1. Cases in which the consultation of the Council is compulsory (statute n°127 from May 15, 1997):
  1. drafts of regulations to be signed by a minister or by the President of the Republic;
  2. drafts of legislation or regulations unifying various previous texts;
  3. general models for certain types of contracts, agreements and conventions established by one or several ministers;
  4. administrative decisions which are bound by the advice of the Council of State in the instances provided for by legislation previous to the statute n°127/1997;
  5. extraordinary petitions to the President of the Republic (petitions in lieu of litigation sent by citizens to the President of the Republic as a fountain of justice are then transmitted to one of the administrative sections of the Council of State. The latter formulates advice: if the competent minister feels disinclined to follow it, he has to refer the case to the cabinet, which may vote to disregard the council's opinion).

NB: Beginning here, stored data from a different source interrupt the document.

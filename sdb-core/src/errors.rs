//! エラー型とエラーメッセージ定数

use sdb_target::Word;
use thiserror::Error;

/// ウォッチポイントID
pub type WatchpointId = usize;

/// マシンが終了済みの場合のエラーメッセージ
pub const ERR_PROGRAM_FINISHED: &str =
    "The program has ended. To restart the program, exit sdb and run again";

/// 式のトークン化・評価エラー
#[derive(Debug, Error, Clone, PartialEq, Eq)]
pub enum ExprError {
    /// どのルールにもマッチしなかった
    #[error("no match at position {offset}")]
    NoMatch { offset: usize },
    /// トークン数が上限を超えた
    #[error("too many tokens (capacity {capacity})")]
    TooManyTokens { capacity: usize },
    /// トークン文字列が長すぎる
    #[error("token at position {offset} is too long")]
    TokenTooLong { offset: usize },
    /// 構文的に不正な式
    #[error("malformed expression: {0}")]
    Malformed(&'static str),
    /// 未知のレジスタ
    #[error("unknown register '{name}'")]
    UnknownRegister { name: String },
    /// ゼロ除算
    #[error("division by zero")]
    DivisionByZero,
    /// ワードに収まらない数値リテラル
    #[error("invalid literal '{0}'")]
    InvalidLiteral(String),
    /// デリファレンス先が読めない
    #[error("cannot access memory at 0x{addr:x}: {reason}")]
    MemoryAccess { addr: Word, reason: String },
}

/// ウォッチポイント操作のエラー
#[derive(Debug, Error, Clone, PartialEq, Eq)]
pub enum WatchpointError {
    /// プールが満杯
    #[error("no free watchpoint (capacity {capacity})")]
    PoolExhausted { capacity: usize },
    /// 指定IDのウォッチポイントがない
    #[error("watchpoint {0} not found")]
    NotFound(WatchpointId),
    /// 作成時の式評価に失敗
    #[error("cannot watch '{expr}': {source}")]
    Eval {
        expr: String,
        #[source]
        source: ExprError,
    },
}
//! ウォッチポイント管理
//!
//! 固定長のスロットに式を保持し、ポーリングのたびに再評価して
//! 値の変化を検出します。

use crate::errors::{ExprError, WatchpointError, WatchpointId};
use crate::expr_eval::ExprEngine;
use sdb_target::{MachineState, Word};
use tracing::{debug, warn};

/// ウォッチポイントプールの容量
pub const NR_WP: usize = 32;

/// ウォッチポイント
#[derive(Debug, Clone, PartialEq, Eq)]
pub struct Watchpoint {
    pub id: WatchpointId,
    pub expr: String,
    pub old_value: Word,
    pub new_value: Word,
    /// 直前のポーリングで評価に失敗したか
    pub failing: bool,
}

/// ポーリング結果
#[derive(Debug, Clone, PartialEq, Eq)]
pub struct WatchpointHit {
    pub id: WatchpointId,
    pub expr: String,
    pub old_value: Word,
    pub new_value: Word,
    pub changed: bool,
    /// 再評価に失敗した場合のエラー（値は前回のまま）
    pub error: Option<ExprError>,
    /// 成功から失敗に転じたポーリングか（このときだけ警告を出す）
    pub first_failure: bool,
}

/// ウォッチポイントプール
///
/// IDはスロット番号と一致し、空いている最小のスロットを割り当てます。
/// 削除されるまでIDは再利用されません。
pub struct WatchpointPool {
    slots: [Option<Watchpoint>; NR_WP],
}

impl WatchpointPool {
    /// 空のプールを作成する
    pub fn new() -> Self {
        Self {
            slots: std::array::from_fn(|_| None),
        }
    }

    /// プールの容量
    pub fn capacity(&self) -> usize {
        NR_WP
    }

    /// 使用中のウォッチポイント数
    pub fn len(&self) -> usize {
        self.slots.iter().flatten().count()
    }

    /// ウォッチポイントが一つもないか
    pub fn is_empty(&self) -> bool {
        self.len() == 0
    }

    /// ウォッチポイントを作成する
    ///
    /// スロットを確保してから式を評価し、初期値とします。
    /// 評価に失敗した場合はスロットを解放してエラーを返します。
    pub fn create(
        &mut self,
        expr: &str,
        engine: &ExprEngine,
        state: &dyn MachineState,
    ) -> Result<WatchpointId, WatchpointError> {
        let expr = expr.trim();
        let id = self
            .slots
            .iter()
            .position(Option::is_none)
            .ok_or(WatchpointError::PoolExhausted { capacity: NR_WP })?;

        self.slots[id] = Some(Watchpoint {
            id,
            expr: expr.to_string(),
            old_value: 0,
            new_value: 0,
            failing: false,
        });

        match engine.evaluate(expr, state) {
            Ok(value) => {
                if let Some(wp) = self.slots[id].as_mut() {
                    wp.old_value = value;
                    wp.new_value = value;
                }
                debug!("watchpoint {} created: {} = {}", id, expr, value);
                Ok(id)
            }
            Err(source) => {
                self.slots[id] = None;
                Err(WatchpointError::Eval {
                    expr: expr.to_string(),
                    source,
                })
            }
        }
    }

    /// ウォッチポイントを削除する
    pub fn delete(&mut self, id: WatchpointId) -> Result<Watchpoint, WatchpointError> {
        let wp = self
            .slots
            .get_mut(id)
            .and_then(Option::take)
            .ok_or(WatchpointError::NotFound(id))?;
        debug!("watchpoint {} deleted", id);
        Ok(wp)
    }

    /// ウォッチポイントを取得する
    pub fn get(&self, id: WatchpointId) -> Option<&Watchpoint> {
        self.slots.get(id)?.as_ref()
    }

    /// 使用中のウォッチポイントをID順に列挙する
    pub fn list(&self) -> impl Iterator<Item = &Watchpoint> {
        self.slots.iter().flatten()
    }

    /// すべてのウォッチポイントを再評価する
    ///
    /// 値が変化したものは `new_value` を `old_value` に移して更新します。
    /// 評価に失敗したウォッチポイントは削除せず、値も変えません。
    pub fn poll_all(&mut self, engine: &ExprEngine, state: &dyn MachineState) -> Vec<WatchpointHit> {
        self.slots
            .iter_mut()
            .flatten()
            .map(|wp| {
                let result = engine.evaluate(&wp.expr, state);
                let first_failure = result.is_err() && !wp.failing;
                wp.failing = result.is_err();

                let (changed, error) = match result {
                    Ok(value) if value != wp.new_value => {
                        wp.old_value = wp.new_value;
                        wp.new_value = value;
                        debug!(
                            "watchpoint {} triggered: {} {} -> {}",
                            wp.id, wp.expr, wp.old_value, wp.new_value
                        );
                        (true, None)
                    }
                    Ok(_) => (false, None),
                    Err(e) => {
                        if first_failure {
                            warn!("watchpoint {} ({}) evaluation failed: {}", wp.id, wp.expr, e);
                        } else {
                            debug!("watchpoint {} ({}) still failing: {}", wp.id, wp.expr, e);
                        }
                        (false, Some(e))
                    }
                };
                WatchpointHit {
                    id: wp.id,
                    expr: wp.expr.clone(),
                    old_value: wp.old_value,
                    new_value: wp.new_value,
                    changed,
                    error,
                    first_failure,
                }
            })
            .collect()
    }
}

impl Default for WatchpointPool {
    fn default() -> Self {
        Self::new()
    }
}
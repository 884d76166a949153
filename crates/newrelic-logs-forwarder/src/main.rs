// Copyright 2025-Present New Relic, Inc. https://newrelic.com/
// SPDX-License-Identifier: Apache-2.0

#![cfg_attr(not(test), deny(clippy::panic))]
#![cfg_attr(not(test), deny(clippy::unwrap_used))]
#![cfg_attr(not(test), deny(clippy::expect_used))]
#![cfg_attr(not(test), deny(clippy::todo))]
#![cfg_attr(not(test), deny(clippy::unimplemented))]

mod config;

use config::ForwarderConfig;
use newrelic_logs::config::{IntakeConfig, ProxyConfig};
use newrelic_logs::intake::IntakeClient;
use newrelic_logs::payload::LogRecord;
use tokio::io::{AsyncBufReadExt, BufReader};
use tokio::sync::mpsc;
use tokio::time::{interval, Duration};
use tracing::{debug, error, info};
use tracing_subscriber::EnvFilter;

const FLUSH_INTERVAL: u64 = 5;
const RECORD_CHANNEL_CAPACITY: usize = 1024;

#[tokio::main]
pub async fn main() {
    let config = match ForwarderConfig::from_env() {
        Ok(config) => config,
        Err(err) => {
            eprintln!("Error reading forwarder configuration: {err}");
            return;
        }
    };

    let env_filter = format!("h2=off,hyper=off,rustls=off,{}", config.log_level);

    #[allow(clippy::expect_used)]
    let subscriber = tracing_subscriber::fmt::Subscriber::builder()
        .with_env_filter(
            EnvFilter::try_new(env_filter).expect("could not parse log level in configuration"),
        )
        .with_level(true)
        .with_thread_names(false)
        .with_thread_ids(false)
        .with_line_number(false)
        .with_file(false)
        .with_target(true)
        .without_time()
        .finish();

    #[allow(clippy::expect_used)]
    tracing::subscriber::set_global_default(subscriber).expect("setting default subscriber failed");

    debug!("Logging subsystem enabled");

    let credentials = match config.credentials() {
        Some(credentials) => credentials,
        None => {
            error!("No intake credential configured, shutting down");
            return;
        }
    };

    let client = match IntakeClient::new(
        IntakeConfig::new(config.endpoint.clone(), credentials),
        ProxyConfig {
            url: config.proxy.clone(),
            accept_invalid_certs: false,
        },
    ) {
        Ok(client) => client,
        Err(err) => {
            error!("Error creating intake client on forwarder startup: {err}");
            return;
        }
    };

    info!("Forwarding log records from stdin to {}", config.endpoint);

    let (tx, mut rx) = mpsc::channel::<LogRecord>(RECORD_CHANNEL_CAPACITY);
    tokio::spawn(read_records(tx));

    let mut batch: Vec<LogRecord> = Vec::new();
    let mut flush_interval = interval(Duration::from_secs(FLUSH_INTERVAL));
    flush_interval.tick().await; // discard first tick, which is instantaneous

    loop {
        tokio::select! {
            record = rx.recv() => match record {
                Some(record) => batch.push(record),
                None => {
                    // stdin closed: flush what is left and exit.
                    flush(&client, &mut batch).await;
                    return;
                }
            },
            _ = flush_interval.tick() => flush(&client, &mut batch).await,
        }
    }
}

/// Ships the accumulated batch. A failed send is logged and the batch is
/// dropped; delivery is at-most-once and re-attempting is left to the
/// operator.
async fn flush(client: &IntakeClient, batch: &mut Vec<LogRecord>) {
    if batch.is_empty() {
        return;
    }
    debug!("Flushing {} log records", batch.len());
    let records = std::mem::take(batch);
    if let Err(err) = client.send(&records).await {
        error!("Error shipping log records: {err}");
    }
}

/// Reads newline-delimited JSON objects from stdin and feeds them into the
/// batching loop. Lines that are not JSON objects are logged and skipped.
async fn read_records(tx: mpsc::Sender<LogRecord>) {
    let mut lines = BufReader::new(tokio::io::stdin()).lines();
    loop {
        match lines.next_line().await {
            Ok(Some(line)) => {
                if line.trim().is_empty() {
                    continue;
                }
                match serde_json::from_str::<LogRecord>(&line) {
                    Ok(record) => {
                        if tx.send(record).await.is_err() {
                            return;
                        }
                    }
                    Err(err) => error!("Skipping malformed input line: {err}"),
                }
            }
            Ok(None) => return,
            Err(err) => {
                error!("Error reading from stdin: {err}");
                return;
            }
        }
    }
}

2. Cases in which the Council may be consulted:
  1. bills and normative acts of the European Union;
  2. any question concerning the interpretation of statutes or good administration which a minister may wish to submit to the Council.

== Structure ==
The council has 111 members: the President, 18 presidents of sections and 92 councillors of State:

- Two consultative sections, of which one is on proposed new rules or regulations;
- Four judicial sections;
- Special (ad hoc) consultative commission;
- A consultative general assembly, composed of all the members of the Council of State;
- A plenary assembly of the judicial sections (13 members).